- [YOUR TASK]:
Pick out all lines with the word "unwrap" from the records that follow.

- [INFORMATION PROVIDED]:

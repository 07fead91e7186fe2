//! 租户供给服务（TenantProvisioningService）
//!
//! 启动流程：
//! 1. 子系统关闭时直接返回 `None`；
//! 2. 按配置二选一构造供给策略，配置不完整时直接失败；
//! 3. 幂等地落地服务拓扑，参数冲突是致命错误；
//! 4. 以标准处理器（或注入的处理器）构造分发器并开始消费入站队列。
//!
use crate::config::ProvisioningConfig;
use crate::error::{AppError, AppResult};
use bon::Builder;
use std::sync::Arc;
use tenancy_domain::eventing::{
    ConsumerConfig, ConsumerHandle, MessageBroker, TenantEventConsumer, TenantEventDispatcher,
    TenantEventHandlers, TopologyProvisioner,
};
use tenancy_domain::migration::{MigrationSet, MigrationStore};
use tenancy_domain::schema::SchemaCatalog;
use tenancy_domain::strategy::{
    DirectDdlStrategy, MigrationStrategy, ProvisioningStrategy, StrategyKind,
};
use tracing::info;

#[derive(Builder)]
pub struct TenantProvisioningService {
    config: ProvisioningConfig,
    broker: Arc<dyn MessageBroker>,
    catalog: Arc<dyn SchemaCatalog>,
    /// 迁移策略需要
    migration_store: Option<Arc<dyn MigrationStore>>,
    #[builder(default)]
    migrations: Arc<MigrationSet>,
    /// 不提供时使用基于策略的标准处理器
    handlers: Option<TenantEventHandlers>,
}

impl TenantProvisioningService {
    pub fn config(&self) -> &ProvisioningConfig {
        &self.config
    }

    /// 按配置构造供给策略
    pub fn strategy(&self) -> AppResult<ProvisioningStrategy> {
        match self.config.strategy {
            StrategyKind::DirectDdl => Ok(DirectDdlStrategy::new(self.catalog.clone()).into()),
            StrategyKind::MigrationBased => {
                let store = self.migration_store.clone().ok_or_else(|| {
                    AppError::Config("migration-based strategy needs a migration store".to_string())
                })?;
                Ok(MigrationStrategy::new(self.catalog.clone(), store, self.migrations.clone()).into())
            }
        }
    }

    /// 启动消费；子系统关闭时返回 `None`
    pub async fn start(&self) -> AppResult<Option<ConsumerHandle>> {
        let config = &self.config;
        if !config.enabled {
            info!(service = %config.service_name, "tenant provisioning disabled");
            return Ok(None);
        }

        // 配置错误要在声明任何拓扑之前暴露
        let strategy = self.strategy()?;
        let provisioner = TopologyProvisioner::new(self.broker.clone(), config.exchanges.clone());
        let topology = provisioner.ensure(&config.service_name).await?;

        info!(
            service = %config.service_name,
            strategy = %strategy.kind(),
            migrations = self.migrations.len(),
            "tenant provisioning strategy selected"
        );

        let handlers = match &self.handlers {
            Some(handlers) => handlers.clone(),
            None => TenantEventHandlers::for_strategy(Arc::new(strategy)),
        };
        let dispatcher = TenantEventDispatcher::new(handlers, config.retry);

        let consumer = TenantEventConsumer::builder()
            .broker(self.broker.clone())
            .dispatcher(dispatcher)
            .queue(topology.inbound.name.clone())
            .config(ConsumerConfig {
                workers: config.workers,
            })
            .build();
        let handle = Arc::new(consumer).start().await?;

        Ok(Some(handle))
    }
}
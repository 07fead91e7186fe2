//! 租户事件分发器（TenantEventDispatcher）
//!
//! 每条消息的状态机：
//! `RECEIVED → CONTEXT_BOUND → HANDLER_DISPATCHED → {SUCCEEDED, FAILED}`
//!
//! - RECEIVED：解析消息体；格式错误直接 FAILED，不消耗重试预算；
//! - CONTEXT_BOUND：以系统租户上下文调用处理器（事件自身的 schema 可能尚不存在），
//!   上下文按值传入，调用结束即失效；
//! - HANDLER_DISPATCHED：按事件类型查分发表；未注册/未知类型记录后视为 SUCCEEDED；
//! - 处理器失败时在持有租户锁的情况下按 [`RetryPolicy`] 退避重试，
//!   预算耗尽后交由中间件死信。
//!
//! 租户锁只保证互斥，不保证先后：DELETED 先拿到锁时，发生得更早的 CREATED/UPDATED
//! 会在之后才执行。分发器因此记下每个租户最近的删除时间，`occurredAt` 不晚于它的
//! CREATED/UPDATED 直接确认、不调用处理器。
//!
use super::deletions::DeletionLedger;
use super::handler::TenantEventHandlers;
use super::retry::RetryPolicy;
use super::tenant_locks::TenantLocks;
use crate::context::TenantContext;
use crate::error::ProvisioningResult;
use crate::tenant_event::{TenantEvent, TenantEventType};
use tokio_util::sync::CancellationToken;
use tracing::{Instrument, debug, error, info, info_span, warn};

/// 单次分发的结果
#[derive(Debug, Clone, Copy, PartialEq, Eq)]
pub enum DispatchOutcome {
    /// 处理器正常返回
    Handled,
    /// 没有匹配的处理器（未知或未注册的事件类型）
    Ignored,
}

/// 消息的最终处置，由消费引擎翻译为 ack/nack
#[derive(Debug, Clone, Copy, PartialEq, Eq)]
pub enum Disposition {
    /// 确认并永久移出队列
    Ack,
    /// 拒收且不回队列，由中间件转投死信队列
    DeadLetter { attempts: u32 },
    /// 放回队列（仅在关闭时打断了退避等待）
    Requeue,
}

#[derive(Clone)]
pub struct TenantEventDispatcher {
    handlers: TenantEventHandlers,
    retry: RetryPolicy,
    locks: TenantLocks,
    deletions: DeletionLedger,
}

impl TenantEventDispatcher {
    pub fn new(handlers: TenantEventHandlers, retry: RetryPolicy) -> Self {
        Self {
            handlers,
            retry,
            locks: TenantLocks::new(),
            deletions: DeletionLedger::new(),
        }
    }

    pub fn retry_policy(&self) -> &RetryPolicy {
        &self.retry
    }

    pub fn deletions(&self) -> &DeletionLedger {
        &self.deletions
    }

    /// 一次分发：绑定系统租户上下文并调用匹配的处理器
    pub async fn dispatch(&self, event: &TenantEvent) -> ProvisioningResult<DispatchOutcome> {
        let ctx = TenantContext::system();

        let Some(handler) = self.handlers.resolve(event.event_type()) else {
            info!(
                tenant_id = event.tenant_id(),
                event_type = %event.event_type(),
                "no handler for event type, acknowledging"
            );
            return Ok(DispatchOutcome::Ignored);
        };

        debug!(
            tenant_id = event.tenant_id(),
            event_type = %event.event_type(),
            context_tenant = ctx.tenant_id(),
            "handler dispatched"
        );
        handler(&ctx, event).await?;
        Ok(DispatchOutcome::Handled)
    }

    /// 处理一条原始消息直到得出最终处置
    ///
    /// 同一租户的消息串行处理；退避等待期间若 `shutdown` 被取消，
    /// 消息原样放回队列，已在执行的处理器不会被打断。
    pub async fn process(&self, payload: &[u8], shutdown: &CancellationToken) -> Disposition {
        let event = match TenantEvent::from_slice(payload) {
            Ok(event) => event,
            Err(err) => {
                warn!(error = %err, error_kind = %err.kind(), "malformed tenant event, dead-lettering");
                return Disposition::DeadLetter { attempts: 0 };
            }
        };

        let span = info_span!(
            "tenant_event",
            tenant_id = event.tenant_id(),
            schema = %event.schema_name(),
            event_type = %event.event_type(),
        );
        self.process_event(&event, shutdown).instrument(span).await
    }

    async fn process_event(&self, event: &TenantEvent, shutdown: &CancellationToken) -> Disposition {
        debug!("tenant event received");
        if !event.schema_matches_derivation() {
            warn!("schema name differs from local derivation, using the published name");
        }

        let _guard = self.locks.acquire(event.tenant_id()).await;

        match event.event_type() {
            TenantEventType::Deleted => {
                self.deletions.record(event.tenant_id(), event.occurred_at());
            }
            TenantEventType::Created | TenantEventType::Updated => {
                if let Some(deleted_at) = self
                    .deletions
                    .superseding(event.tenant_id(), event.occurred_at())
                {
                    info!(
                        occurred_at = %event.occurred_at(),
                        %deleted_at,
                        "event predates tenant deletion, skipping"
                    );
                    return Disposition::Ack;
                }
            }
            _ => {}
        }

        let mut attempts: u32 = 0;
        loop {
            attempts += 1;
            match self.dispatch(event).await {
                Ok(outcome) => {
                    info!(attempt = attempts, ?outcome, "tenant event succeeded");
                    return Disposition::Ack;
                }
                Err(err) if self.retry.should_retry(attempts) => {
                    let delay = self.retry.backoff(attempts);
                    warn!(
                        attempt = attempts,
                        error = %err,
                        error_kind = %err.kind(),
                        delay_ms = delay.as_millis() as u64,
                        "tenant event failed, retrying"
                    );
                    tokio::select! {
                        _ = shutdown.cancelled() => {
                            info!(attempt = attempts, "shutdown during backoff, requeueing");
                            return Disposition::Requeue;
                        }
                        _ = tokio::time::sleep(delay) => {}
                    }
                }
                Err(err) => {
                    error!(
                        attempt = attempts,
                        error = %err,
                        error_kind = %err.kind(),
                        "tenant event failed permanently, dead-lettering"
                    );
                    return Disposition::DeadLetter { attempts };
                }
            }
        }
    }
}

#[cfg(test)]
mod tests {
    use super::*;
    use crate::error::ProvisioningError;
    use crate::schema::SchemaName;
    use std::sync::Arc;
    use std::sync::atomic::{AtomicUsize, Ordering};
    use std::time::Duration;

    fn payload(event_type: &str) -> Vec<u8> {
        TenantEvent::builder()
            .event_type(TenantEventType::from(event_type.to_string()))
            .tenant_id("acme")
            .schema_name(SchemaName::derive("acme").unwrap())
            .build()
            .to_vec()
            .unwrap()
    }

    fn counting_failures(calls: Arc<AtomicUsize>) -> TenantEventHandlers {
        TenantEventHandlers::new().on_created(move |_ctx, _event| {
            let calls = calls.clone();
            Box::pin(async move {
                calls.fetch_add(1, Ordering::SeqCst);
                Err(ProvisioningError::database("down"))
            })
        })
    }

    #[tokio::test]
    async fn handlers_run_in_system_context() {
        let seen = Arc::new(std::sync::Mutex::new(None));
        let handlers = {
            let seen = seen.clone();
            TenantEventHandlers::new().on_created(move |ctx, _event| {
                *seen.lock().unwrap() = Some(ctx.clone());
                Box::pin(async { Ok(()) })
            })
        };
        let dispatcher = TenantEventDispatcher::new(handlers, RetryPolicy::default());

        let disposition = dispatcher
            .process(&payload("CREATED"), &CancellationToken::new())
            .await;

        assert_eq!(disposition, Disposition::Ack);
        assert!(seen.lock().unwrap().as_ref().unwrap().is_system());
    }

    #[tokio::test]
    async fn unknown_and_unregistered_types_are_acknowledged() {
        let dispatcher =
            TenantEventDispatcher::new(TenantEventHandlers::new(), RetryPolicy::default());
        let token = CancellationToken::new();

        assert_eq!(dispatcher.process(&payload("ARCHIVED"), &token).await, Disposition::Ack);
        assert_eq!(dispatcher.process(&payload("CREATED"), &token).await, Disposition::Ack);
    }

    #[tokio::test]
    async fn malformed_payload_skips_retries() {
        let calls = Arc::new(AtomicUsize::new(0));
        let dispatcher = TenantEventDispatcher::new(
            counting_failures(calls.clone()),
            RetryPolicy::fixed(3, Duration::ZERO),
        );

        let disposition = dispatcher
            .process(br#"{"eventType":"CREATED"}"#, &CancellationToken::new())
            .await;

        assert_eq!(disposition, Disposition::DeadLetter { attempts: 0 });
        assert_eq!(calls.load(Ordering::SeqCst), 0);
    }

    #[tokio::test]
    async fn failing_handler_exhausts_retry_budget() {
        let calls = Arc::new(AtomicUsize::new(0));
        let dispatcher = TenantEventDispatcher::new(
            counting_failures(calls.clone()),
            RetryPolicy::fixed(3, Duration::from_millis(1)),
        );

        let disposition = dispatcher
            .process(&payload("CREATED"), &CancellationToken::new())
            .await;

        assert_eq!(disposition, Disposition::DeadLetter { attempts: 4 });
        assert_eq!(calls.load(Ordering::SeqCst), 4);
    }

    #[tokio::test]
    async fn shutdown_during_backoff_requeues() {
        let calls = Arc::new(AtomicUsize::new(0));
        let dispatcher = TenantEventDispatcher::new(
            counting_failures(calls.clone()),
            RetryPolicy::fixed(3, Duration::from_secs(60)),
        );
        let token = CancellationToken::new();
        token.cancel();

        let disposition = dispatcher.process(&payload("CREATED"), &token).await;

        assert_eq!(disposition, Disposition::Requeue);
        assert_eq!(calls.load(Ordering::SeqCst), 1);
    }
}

- [SOLUTION FOR THIS TASK]:
            .schema_name(SchemaName::derive("acme").unwrap())
            .unwrap()
                *seen.lock().unwrap() = Some(ctx.clone());
        assert!(seen.lock().unwrap().as_ref().unwrap().is_system());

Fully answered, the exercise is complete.